Representantes da oposição brasileira dizem que uma possível derrota do atual presidente americano, o republicano Donald Trump, significaria o fim da "onda populista" que varreu o mundo nos últimos anos. E que forçaria o Brasil a rever seu comportamento no plano externo.
Enquanto isso, políticos aliados ao presidente Jair Bolsonaro (sem partido) evitam falar no assunto — e quando mencionam o tema em redes sociais, destacam acusações contra o candidato democrata, o ex-vice presidente Joe Biden.
Nos últimos dias, pesquisas de intenção de voto têm mostrado ampla vantagem de Biden sobre Trump.

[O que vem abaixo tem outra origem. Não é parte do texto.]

//! Chunked transfer-coding primitives shared by the reader and writer.
//!
//! - [`chunked`] decodes inbound chunk framing in batched passes over the
//!   receive buffer.
//! - [`chunk_encoder`] frames outbound chunk bodies for the writer.

pub mod chunk_encoder;
pub mod chunked;

pub use chunk_encoder::{frame_terminator, ChunkEncoder};
pub use chunked::{decode_chunk, ChunkProgress, ChunkState};
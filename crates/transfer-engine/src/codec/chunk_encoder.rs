//! Write-side chunk framing.
//!
//! Grounded on `codec/body/chunked_encoder.rs` in the teacher almost
//! verbatim: writes `"{:x}\r\n"` followed by the chunk body and a
//! terminating CRLF. Per the writer terminator-sequencing decision in
//! `DESIGN.md` (spec §9 Open Question #2), every chunk, first or not,
//! gets the same `<hex>\r\n<body>\r\n` framing, and the end-of-transfer
//! terminator is always the plain `0\r\n\r\n` sequence regardless of how
//! many chunks preceded it.

use bytes::{Buf, Bytes, BytesMut};
use std::io::Write;
use tokio_util::codec::Encoder;

/// A `tokio_util::codec::Encoder` that frames one chunk body per `encode` call.
#[derive(Debug, Default)]
pub struct ChunkEncoder;

impl ChunkEncoder {
    pub fn new() -> Self {
        Self
    }
}

impl Encoder<Bytes> for ChunkEncoder {
    type Error = std::io::Error;

    fn encode(&mut self, item: Bytes, dst: &mut BytesMut) -> Result<(), Self::Error> {
        write!(helper::Writer(dst), "{:x}\r\n", item.remaining())?;
        dst.reserve(item.remaining() + 2);
        dst.extend_from_slice(item.chunk());
        dst.extend_from_slice(b"\r\n");
        Ok(())
    }
}

/// Appends the terminator a chunked writer emits once its producer signals
/// `End`.
pub fn frame_terminator(dst: &mut BytesMut) {
    dst.extend_from_slice(b"0\r\n\r\n");
}

mod helper {
    use bytes::{BufMut, BytesMut};
    use std::io;

    pub struct Writer<'a>(pub &'a mut BytesMut);

    impl io::Write for Writer<'_> {
        fn write(&mut self, buf: &[u8]) -> io::Result<usize> {
            self.0.put_slice(buf);
            Ok(buf.len())
        }

        fn flush(&mut self) -> io::Result<()> {
            Ok(())
        }
    }
}

#[cfg(test)]
mod tests {
    use super::*;

    #[test]
    fn frames_one_chunk_with_hex_length() {
        let mut encoder = ChunkEncoder::new();
        let mut dst = BytesMut::new();
        encoder.encode(Bytes::from_static(b"hi"), &mut dst).unwrap();
        assert_eq!(&dst[..], b"2\r\nhi\r\n");
    }

    #[test]
    fn frames_two_chunks_then_terminator() {
        let mut encoder = ChunkEncoder::new();
        let mut dst = BytesMut::new();
        encoder.encode(Bytes::from_static(b"hello"), &mut dst).unwrap();
        encoder.encode(Bytes::from_static(b" world"), &mut dst).unwrap();
        frame_terminator(&mut dst);
        assert_eq!(&dst[..], b"5\r\nhello\r\n6\r\n world\r\n0\r\n\r\n");
    }
}
//! Error types for the read and write sides of the transfer engine.
//!
//! Errors never unwind through a callback: they are delivered by invoking the
//! registered `error` callback exactly once, then tearing the handle down
//! synchronously.

use std::io;
use thiserror::Error;

#[derive(Error, Debug)]
pub enum ReadError {
    #[error("channel error: {source}")]
    Channel {
        #[from]
        source: io::Error,
    },

    /// The peer closed the connection.
    #[error("peer closed the connection")]
    PeerClosed,

    /// Chunk framing could not be decoded (hex-length overflow). A
    /// non-hex leading byte is not routed here, see `codec::chunked`'s
    /// documented tolerance.
    #[error("invalid chunk framing: {reason}")]
    InvalidChunkFraming { reason: String },
}

impl ReadError {
    pub fn invalid_chunk_framing<S: ToString>(reason: S) -> Self {
        Self::InvalidChunkFraming { reason: reason.to_string() }
    }
}

#[derive(Error, Debug)]
pub enum WriteError {
    #[error("channel error: {source}")]
    Channel {
        #[from]
        source: io::Error,
    },

    #[error("peer closed the connection")]
    PeerClosed,
}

Um levantamento realizado pela rede de TV Fox News e divulgado anteontem mostra Biden como o favorito de 51% dos eleitores americanos. Enquanto isso, Trump tem a preferência de 44% dos eleitores. Neste domingo, uma pesquisa da rede de TV NBC News e do jornal Wall Street Journal mostrou Biden como o preferido de 52%, enquanto Trump teria a preferência de 42% do eleitorado.
Assim como o Brasil, os EUA são uma república presidencialista — o que significa que o Executivo é comandado por um presidente eleito pela população, e não pelos membros do Poder Legislativo, como no parlamentarismo.
Diferentemente do Brasil, no entanto, nos EUA o voto não é direto: o presidente é eleito por um colégio eleitoral formado por delegados eleitos em cada um dos estados americanos.
Fim da onda conservadora?
"O que está acontecendo hoje, é que nós (esquerda) sofremos realmente, e você bem lembrou, nós sofremos uma derrota estratégica. Mas veja que revertemos na Argentina (com a eleição do peronista Alberto Fernández em 2019); agora no Uruguai (com a vitória da esquerda no departamento de Montevidéu em setembro), no Chile (com a revogação da Constituição pinochetista); o Equador e a Bolívia estão em insurreição (...). Então você vê que a correlação de forças (...) não é assim uma virada histórica conservadora".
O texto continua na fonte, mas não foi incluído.